Membase Cluster Backups

Mike

unread,

Mar 27, 2012, 2:10:00 AM3/27/12

to membase

Currently, I have 3 membase nodes in our production environment. When
doing a mbbackup on the default bucket, it takes about 4 or 5 hours to
complete with the cpu load going to 100% for the entire time.

What is the recommended way to backup for a large production membase
cluster?
Using either the mbbackup tool or sqlite3 directly.

Any thoughts or ideas are greatly appreciated.

Chad Kouse

unread,

Mar 27, 2012, 3:35:46 AM3/27/12

to mem...@googlegroups.com

The part that is probably taking the longest is the vacuum step, but I
can't say that for sure. This sounds very similar to what we were
seeing when our cluster was undersized and therefore we were having to
do a lot of disk fetches when we had cache misses.

Do you see a lot of disk fetches on your cluster? This causes disk
contention because the backup process requires a lot of disk I/O. If
so your cluster is undersized and you should consider adding more
nodes. Also what version are you running?

What we ended up having to do was to run the sqlite .backup commands
manually and then vacuum the files later on another machine.

Another thing to do (hopefully after you get a successful backup) is
rotate nodes in and out of your cluster with rebalance. Removing a
node, rebalancing it out of the cluster, and then rebalancing it back
in has the same affect as shutting down a node and vacuuming it's data
files and starting it back up but without any downtime. However if
your cluster is undersized you will want to try to bring more nodes in
during the rebalance to not make matters worse.

--chad

Mike

unread,

Mar 27, 2012, 6:24:23 AM3/27/12

to membase, Marc Trudel

Chad.
Thank you for your help.

On Mar 27, 4:35 pm, Chad Kouse <chad.ko...@gmail.com> wrote:
> Do you see a lot of disk fetches on your cluster?

Disk fetches are pretty flat, but in terms of
normal operation when doing the mbbackup, we're getting
roughly 2000 gets per sec, between 1500 and 2000 ops per sec,
with so far about 30 million items.

> Also what version are you running?

membase-server 1.7.1.1 on Debian 6

> What we ended up having to do was to run the sqlite .backup commands
> manually and then vacuum the files later on another machine.

When running the sqlite3 commands directely to perform the backup,
does that have any adverse impact on the cluster?

> Another thing to do (hopefully after you get a successful backup) is
> rotate nodes in and out of your cluster with rebalance. Removing a
> node, rebalancing it out of the cluster, and then rebalancing it back
> in has the same affect as shutting down a node and vacuuming it's data
> files and starting it back up but without any downtime. However if
> your cluster is undersized you will want to try to bring more nodes in
> during the rebalance to not make matters worse.
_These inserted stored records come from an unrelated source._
//! # User Repository
//!
//! Back-office accounts used by the login endpoint.
//!
//! Passwords are stored as Argon2 PHC strings; see [`crate::password`].

use chrono::Utc;
use sqlx::SqlitePool;
use tracing::debug;
use uuid::Uuid;

use crate::error::{DbError, DbResult};
use crate::password;
use mtc_core::{User, UserRole};

/// Repository for user database operations.
#[derive(Debug, Clone)]
pub struct UserRepository {
    pool: SqlitePool,
}

impl UserRepository {
    pub fn new(pool: SqlitePool) -> Self {
        UserRepository { pool }
    }

    /// Gets a user by username (exact match).
    pub async fn get_by_username(&self, username: &str) -> DbResult<Option<User>> {
        let user = sqlx::query_as::<_, User>(
            r#"
            SELECT id, username, password_hash, role, full_name, is_active, created_at
            FROM users
            WHERE username = ?1
            "#,
        )
        .bind(username)
        .fetch_optional(&self.pool)
        .await?;

        Ok(user)
    }

    /// Creates a user, hashing the plain password.
    ///
    /// ## Returns
    /// * `Err(DbError::UniqueViolation)` - Username is taken
    pub async fn create(
        &self,
        username: &str,
        plain_password: &str,
        role: UserRole,
        full_name: Option<&str>,
    ) -> DbResult<User> {
        debug!(username = %username, role = role.as_str(), "Creating user");

        let user = User {
            id: Uuid::new_v4().to_string(),
            username: username.to_string(),
            password_hash: password::hash_password(plain_password)?,
            role,
            full_name: full_name.map(str::to_string),
            is_active: true,
            created_at: Utc::now(),
        };

        sqlx::query(
            r#"
            INSERT INTO users (id, username, password_hash, role, full_name, is_active, created_at)
            VALUES (?1, ?2, ?3, ?4, ?5, ?6, ?7)
            "#,
        )
        .bind(&user.id)
        .bind(&user.username)
        .bind(&user.password_hash)
        .bind(user.role)
        .bind(&user.full_name)
        .bind(user.is_active)
        .bind(user.created_at)
        .execute(&self.pool)
        .await
        .map_err(|e| match DbError::from(e) {
            err if err.is_unique_violation_on("users.username") => {
                DbError::duplicate("username", username)
            }
            err => err,
        })?;

        Ok(user)
    }

    /// Enables or disables a user.
    pub async fn set_active(&self, id: &str, active: bool) -> DbResult<()> {
        let result = sqlx::query("UPDATE users SET is_active = ?2 WHERE id = ?1")
            .bind(id)
            .bind(active)
            .execute(&self.pool)
            .await?;

        if result.rows_affected() == 0 {
            return Err(DbError::not_found("User", id));
        }

        Ok(())
    }
}

// =============================================================================
// Unit Tests
// =============================================================================
//! # Mock Image Identification
//!
//! Stand-in for a vision model. The pick is deterministic in the upload
//! size so a client can reproduce it; the confidence is random.
//!
//! ```text
//!   file (n bytes) ──► products ordered by code ──► products[n % count]
//!                                                   confidence ∈ [0.70, 0.99]
//! ```

use axum::extract::{Multipart, State};
use axum::routing::post;
use axum::{Json, Router};
use rand::Rng;
use serde::{Deserialize, Serialize};
use tracing::debug;

use crate::error::{ApiError, ApiResult, ErrorCode};
use crate::extract::require_file;
use crate::AppState;

pub const MIN_CONFIDENCE: f64 = 0.70;
pub const MAX_CONFIDENCE: f64 = 0.99;

pub fn routes() -> Router<AppState> {
    Router::new().route("/ai/identify", post(identify))
}

#[derive(Debug, Serialize, Deserialize)]
#[serde(rename_all = "camelCase")]
pub struct IdentifyResponse {
    pub product_id: String,
    pub product_code: String,
    pub product_name: String,
    pub confidence: f64,
}

async fn identify(
    State(state): State<AppState>,
    multipart: Multipart,
) -> ApiResult<Json<IdentifyResponse>> {
    let file = require_file(multipart).await?;

    let products = state.db.products().list_by_code().await?;
    let index = pick_index(file.len(), products.len())
        .ok_or_else(|| {
            ApiError::new(ErrorCode::NotFound, "No products in catalog to identify against")
        })?;
    let product = &products[index];

    let confidence = confidence(&mut rand::thread_rng());
    debug!(size = file.len(), code = %product.code, confidence, "Identified product");

    Ok(Json(IdentifyResponse {
        product_id: product.id.clone(),
        product_code: product.code.clone(),
        product_name: product.name.clone(),
        confidence,
    }))
}

/// `file_size % count`, or `None` for an empty catalog.
pub fn pick_index(file_size: usize, count: usize) -> Option<usize> {
    file_size.checked_rem(count)
}

/// Uniform in `[MIN_CONFIDENCE, MAX_CONFIDENCE]`.
pub fn confidence(rng: &mut impl Rng) -> f64 {
    rng.gen_range(MIN_CONFIDENCE..=MAX_CONFIDENCE)
}

#[cfg(test)]
mod tests {
    use super::*;

    #[test]
    fn test_pick_index() {
        assert_eq!(pick_index(10, 3), Some(1));
        assert_eq!(pick_index(2, 5), Some(2));
        assert_eq!(pick_index(10, 0), None);
    }

    #[test]
    fn test_confidence_range() {
        let mut rng = rand::thread_rng();
        for _ in 0..1000 {
            let c = confidence(&mut rng);
            assert!((MIN_CONFIDENCE..=MAX_CONFIDENCE).contains(&c));
        }
    }
}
That sounds like a good idea. I think I'm going to try that next.

Thanks

Chad Kouse

unread,

Mar 27, 2012, 9:12:19 AM3/27/12

to mem...@googlegroups.com, Marc Trudel

When you say the disk fetches are flat do you mean near 0?

If you look at the mbbackup python code you'll see it just runs a
sqlite .backup followed by a vacuum so running them manually should be
"as safe" as running mbbackup

--chad

Perry Krug

unread,

Mar 29, 2012, 2:11:45 PM3/29/12

to mem...@googlegroups.com

Hey Mike, we've actually become aware of some recent issues with the backup stuff taking a longer time than we/you would like. Even in some cases not completing. It has all to do with sqlite under the hood and some limitations with their backup capabilities.

While I can't promise anything immediately, we have identified this as a major priority to improve upon. We also know that 2.0 will be dramatically better due to the way backups work with CouchDB/etc. Just gotta make sure our current customers/users are able to continue using the product appropriately until then.

As long as your backups are eventually completing, I think you'll need to just let them run for now. If they're not completing at all (or you're still concerned about the time), the best approach we've seen is to decrease the overall size of the on-disk files which will likely mean having more nodes so that there is less data on each.